The first line of the data below and every line after it, through the one with "of every page but", must be transcribed without change.
--- Records to use Enclosed Below ---
//! Key legend shown in the status bar
//!
//! The actions reachable from the current screen are laid out two rows high,
//! each entry showing its primary key and a short label. When there are more
//! entries than fit, the legend is paged and the last slot of every page but
//! the last one shows `generic-other-cmd`, the key that flips to the next page.

use std::io::{self, Write};

use crossterm::{
    cursor::MoveTo,
    queue,
    style::{Attribute, Print, SetAttribute},
    terminal::{Clear, ClearType},
};
use unicode_width::UnicodeWidthChar;

use crate::keymap::{Keymap, VirtualKey};

/// Columns reserved for the key name
pub const KEYLEN: usize = 3;

/// Columns reserved for the label
pub const LABELEN: usize = 8;

/// Rows in the legend
pub const ROWS: usize = 2;

/// Default maximum number of entries per row
pub const DEFAULT_COLUMNS: usize = 6;

/// Synthetic entries of the configuration menu, which has fixed keys
#[derive(Debug, Clone, Copy, PartialEq, Eq)]
pub enum MenuEntry {
    General,
    Layout,
    Sidebar,
    Color,
    Notify,
    Keys,
}

impl MenuEntry {
    pub fn key(self) -> &'static str {
        match self {
            MenuEntry::General => "g",
            MenuEntry::Layout => "l",
            MenuEntry::Sidebar => "s",
            MenuEntry::Color => "c",
            MenuEntry::Notify => "n",
            MenuEntry::Keys => "k",
        }
    }

    pub fn label(self) -> &'static str {
        match self {
            MenuEntry::General => "General",
            MenuEntry::Layout => "Layout",
            MenuEntry::Sidebar => "Sidebar",
            MenuEntry::Color => "Color",
            MenuEntry::Notify => "Notify",
            MenuEntry::Keys => "Keys",
        }
    }
}

/// One item in the legend
#[derive(Debug, Clone, Copy, PartialEq, Eq)]
pub enum LegendEntry {
    Action(VirtualKey),
    Menu(MenuEntry),
}

impl From<VirtualKey> for LegendEntry {
    fn from(vkey: VirtualKey) -> Self {
        LegendEntry::Action(vkey)
    }
}

impl From<MenuEntry> for LegendEntry {
    fn from(entry: MenuEntry) -> Self {
        LegendEntry::Menu(entry)
    }
}

impl LegendEntry {
    /// Key name and label to display
    fn text(self, keymap: &Keymap) -> (String, &'static str) {
        match self {
            LegendEntry::Action(vkey) => (keymap.first_key(vkey), vkey.display_label()),
            LegendEntry::Menu(entry) => (entry.key().to_string(), entry.label()),
        }
    }
}

/// How a piece of legend text is drawn
#[derive(Debug, Clone, Copy, PartialEq, Eq)]
pub enum Style {
    /// Highlighted key name
    Key,
    Label,
}

/// Where the legend is drawn
pub trait LegendSurface {
    /// Blank the legend area
    fn clear(&mut self) -> io::Result<()>;
    /// Draw `text` starting at `(row, col)` of the legend area
    fn write_text(&mut self, row: usize, col: usize, text: &str, style: Style) -> io::Result<()>;
}

/// A positioned piece of legend text
#[derive(Debug, Clone, PartialEq, Eq)]
pub struct Cell {
    pub row: usize,
    pub col: usize,
    pub text: String,
    pub style: Style,
}

/// Clip `text` to at most `width` display columns
///
/// Returns the clipped text and its display width.
pub fn clip(text: &str, width: usize) -> (String, usize) {
    let mut out = String::new();
    let mut used = 0;
    for c in text.chars() {
        let w = c.width().unwrap_or(0);
        if used + w > width {
            break;
        }
        out.push(c);
        used += w;
    }
    (out, used)
}

/// Paged layout of a list of entries
#[derive(Debug, Clone)]
pub struct Legend<'a> {
    entries: &'a [LegendEntry],
    width: usize,
    columns: usize,
}

impl<'a> Legend<'a> {
    /// Lay out `entries` over `width` terminal columns, with at most
    /// `max_columns` entries per row
    pub fn new(entries: &'a [LegendEntry], width: usize, max_columns: usize) -> Self {
        let columns = (width / (KEYLEN + LABELEN + 1)).clamp(1, max_columns.max(1));
        Self {
            entries,
            width,
            columns,
        }
    }

    /// Entries per row
    pub fn columns(&self) -> usize {
        self.columns
    }

    /// Slots on one page
    pub fn page_size(&self) -> usize {
        self.columns * ROWS
    }

    /// Index of the first entry on `page`
    ///
    /// Every page but the last spends its final slot on `generic-other-cmd`.
    fn page_base(&self, page: usize) -> usize {
        page * (self.page_size() - 1)
    }

    /// Number of pages needed to show every entry
    pub fn page_count(&self) -> usize {
        let count = self.entries.len();
        let size = self.page_size();
        if count <= size {
            1
        } else {
            // (pages - 1) * (size - 1) + size >= count
            (count - size).div_ceil(size - 1) + 1
        }
    }

    /// Page shown after `page`, wrapping to the first
    pub fn next_page(&self, page: usize) -> usize {
        (page + 1) % self.page_count()
    }

    /// Entries shown on `page`, `generic-other-cmd` included
    pub fn page_entries(&self, page: usize) -> Vec<LegendEntry> {
        let page = page % self.page_count();
        let base = self.page_base(page);
        let count = self.entries.len();
        let shown = self.page_size().min(count.saturating_sub(base));

        (0..shown)
            .map(|i| {
                if i < shown - 1 || base + i == count - 1 {
                    self.entries[base + i]
                } else {
                    LegendEntry::Action(VirtualKey::OtherCmd)
                }
            })
            .collect()
    }

    /// Positioned text for `page`
    pub fn cells(&self, keymap: &Keymap, page: usize) -> Vec<Cell> {
        let entries = self.page_entries(page);
        if entries.is_empty() {
            return Vec::new();
        }

        let min_len = KEYLEN + LABELEN + 1;
        let padding = ((self.width * 2) / entries.len()).saturating_sub(min_len);
        let cell_len = min_len + padding;

        let mut cells = Vec::with_capacity(entries.len() * 2);
        for (i, entry) in entries.into_iter().enumerate() {
            let row = i % ROWS;
            let key_x = (i / ROWS) * cell_len;

            let (key, label) = entry.text(keymap);
            let (key, key_width) = clip(&key, KEYLEN);
            let (label, _) = clip(label, LABELEN);

            cells.push(Cell {
                row,
                col: key_x + KEYLEN - key_width,
                text: key,
                style: Style::Key,
            });
            cells.push(Cell {
                row,
                col: key_x + KEYLEN + 1,
                text: label,
                style: Style::Label,
            });
        }
        cells
    }

    /// Draw `page` on `surface`
    pub fn render<S: LegendSurface + ?Sized>(
        &self,
        keymap: &Keymap,
        page: usize,
        surface: &mut S,
    ) -> io::Result<()> {
        surface.clear()?;
        for cell in self.cells(keymap, page) {
            surface.write_text(cell.row, cell.col, &cell.text, cell.style)?;
        }
        Ok(())
    }
}

/// In-memory legend surface, one line of text per row
#[derive(Debug, Clone)]
pub struct TextGrid {
    width: usize,
    rows: Vec<Vec<char>>,
}

impl TextGrid {
    pub fn new(width: usize) -> Self {
        Self {
            width,
            rows: vec![vec![' '; width]; ROWS],
        }
    }

    /// Rendered rows with trailing blanks removed
    pub fn lines(&self) -> Vec<String> {
        self.rows
            .iter()
            .map(|row| {
                row.iter()
                    .filter(|&&c| c != '\0')
                    .collect::<String>()
                    .trim_end()
                    .to_string()
            })
            .collect()
    }
}

impl LegendSurface for TextGrid {
    fn clear(&mut self) -> io::Result<()> {
        self.rows = vec![vec![' '; self.width]; ROWS];
        Ok(())
    }

    fn write_text(&mut self, row: usize, col: usize, text: &str, _style: Style) -> io::Result<()> {
        let Some(line) = self.rows.get_mut(row) else {
            return Ok(());
        };
        let mut x = col;
        for c in text.chars() {
            let w = c.width().unwrap_or(0);
            if w == 0 {
                continue;
            }
            if x + w > line.len() {
                break;
            }
            line[x] = c;
            // Wide characters cover a second cell
            for cell in line.iter_mut().skip(x + 1).take(w - 1) {
                *cell = '\0';
            }
            x += w;
        }
        Ok(())
    }
}

/// Legend drawn on the terminal through crossterm, starting at `top` row
pub struct TerminalSurface<W: Write> {
    out: W,
    top: u16,
}

impl<W: Write> TerminalSurface<W> {
    pub fn new(out: W, top: u16) -> Self {
        Self { out, top }
    }

    pub fn flush(&mut self) -> io::Result<()> {
        self.out.flush()
    }
}

impl<W: Write> LegendSurface for TerminalSurface<W> {
    fn clear(&mut self) -> io::Result<()> {
        for row in 0..ROWS as u16 {
            queue!(
                self.out,
                MoveTo(0, self.top + row),
                Clear(ClearType::CurrentLine)
            )?;
        }
        Ok(())
    }

    fn write_text(&mut self, row: usize, col: usize, text: &str, style: Style) -> io::Result<()> {
        queue!(self.out, MoveTo(col as u16, self.top + row as u16))?;
        match style {
            Style::Key => queue!(
                self.out,
                SetAttribute(Attribute::Bold),
                Print(text),
                SetAttribute(Attribute::Reset)
            ),
            Style::Label => queue!(self.out, Print(text)),
        }
    }
}

#[cfg(test)]
mod tests {
    use super::*;

    fn actions(vkeys: &[VirtualKey]) -> Vec<LegendEntry> {
        vkeys.iter().copied().map(LegendEntry::from).collect()
    }

    #[test]
    fn test_columns_fit_width() {
        let entries = actions(&[VirtualKey::Quit]);
        assert_eq!(Legend::new(&entries, 80, 6).columns(), 6);
        assert_eq!(Legend::new(&entries, 40, 6).columns(), 3);
        assert_eq!(Legend::new(&entries, 5, 6).columns(), 1);
        assert_eq!(Legend::new(&entries, 200, 4).columns(), 4);
    }

    #[test]
    fn test_single_page() {
        let entries = actions(&[VirtualKey::Help, VirtualKey::Quit, VirtualKey::Save]);
        let legend = Legend::new(&entries, 80, 6);
        assert_eq!(legend.page_count(), 1);
        assert_eq!(legend.page_entries(0), entries);
    }

    #[test]
    fn test_other_cmd_on_non_final_pages() {
        let entries = actions(&VirtualKey::ALL[..20]);
        // 2 columns -> 4 slots per page, 3 real entries on all but the last
        let legend = Legend::new(&entries, 24, 2);
        assert_eq!(legend.page_size(), 4);
        assert_eq!(legend.page_count(), 7);

        let first = legend.page_entries(0);
        assert_eq!(first[..3], entries[..3]);
        assert_eq!(first[3], LegendEntry::Action(VirtualKey::OtherCmd));

        let last = legend.page_entries(6);
        assert_eq!(last, entries[18..].to_vec());
    }

    #[test]
    fn test_exactly_full_last_page_keeps_real_entry() {
        let entries = actions(&VirtualKey::ALL[..7]);
        let legend = Legend::new(&entries, 24, 2);
        assert_eq!(legend.page_count(), 2);
        assert_eq!(legend.page_entries(1), entries[3..].to_vec());
    }

    #[test]
    fn test_next_page_wraps() {
        let entries = actions(&VirtualKey::ALL[..20]);
        let legend = Legend::new(&entries, 24, 2);
        assert_eq!(legend.next_page(0), 1);
        assert_eq!(legend.next_page(6), 0);
    }

    #[test]
    fn test_cells_layout() {
        let keymap = Keymap::with_defaults().unwrap();
        let entries = actions(&[VirtualKey::Help, VirtualKey::Quit]);
        let legend = Legend::new(&entries, 24, 6);
        let cells = legend.cells(&keymap, 0);

        // padding = 24 * 2 / 2 - 12 = 12, both entries in the first column
        assert_eq!(
            cells,
            vec![
                Cell { row: 0, col: 2, text: "?".into(), style: Style::Key },
                Cell { row: 0, col: 4, text: "Help".into(), style: Style::Label },
                Cell { row: 1, col: 2, text: "q".into(), style: Style::Key },
                Cell { row: 1, col: 4, text: "Quit".into(), style: Style::Label },
            ]
        );
    }

    #[test]
    fn test_render_to_grid() {
        let keymap = Keymap::with_defaults().unwrap();
        let entries: Vec<LegendEntry> = vec![
            VirtualKey::ChangeView.into(),
            VirtualKey::Save.into(),
            MenuEntry::Keys.into(),
            VirtualKey::Quit.into(),
        ];
        let legend = Legend::new(&entries, 26, 6);
        let mut grid = TextGrid::new(26);
        legend.render(&keymap, 0, &mut grid).unwrap();

        // 4 entries over 26 columns: cell length 13
        assert_eq!(
            grid.lines(),
            vec!["TAB Chg Win    k Keys", "  s Save       q Quit"]
        );
    }

    #[test]
    fn test_undefined_action_shows_placeholder() {
        let mut keymap = Keymap::with_defaults().unwrap();
        let key = keymap.code_of("?");
        keymap.remove(key, VirtualKey::Help);
        let entries = actions(&[VirtualKey::Help]);
        let cells = Legend::new(&entries, 80, 6).cells(&keymap, 0);
        assert_eq!(cells[0].text, "XXX");
    }

    #[test]
    fn test_clip_by_display_width() {
        assert_eq!(clip("KEY_BTAB", 3), ("KEY".to_string(), 3));
        assert_eq!(clip("中文字", 3), ("中".to_string(), 2));
        assert_eq!(clip("q", 3), ("q".to_string(), 1));
    }

    #[test]
    fn test_empty_legend() {
        let keymap = Keymap::with_defaults().unwrap();
        let legend = Legend::new(&[], 80, 6);
        assert_eq!(legend.page_count(), 1);
        assert!(legend.cells(&keymap, 0).is_empty());
    }
}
--- End of Enclosed Records to use ---
▸ Completed exercise
//! Key legend shown in the status bar
//!
//! The actions reachable from the current screen are laid out two rows high,
//! each entry showing its primary key and a short label. When there are more
//! entries than fit, the legend is paged and the last slot of every page but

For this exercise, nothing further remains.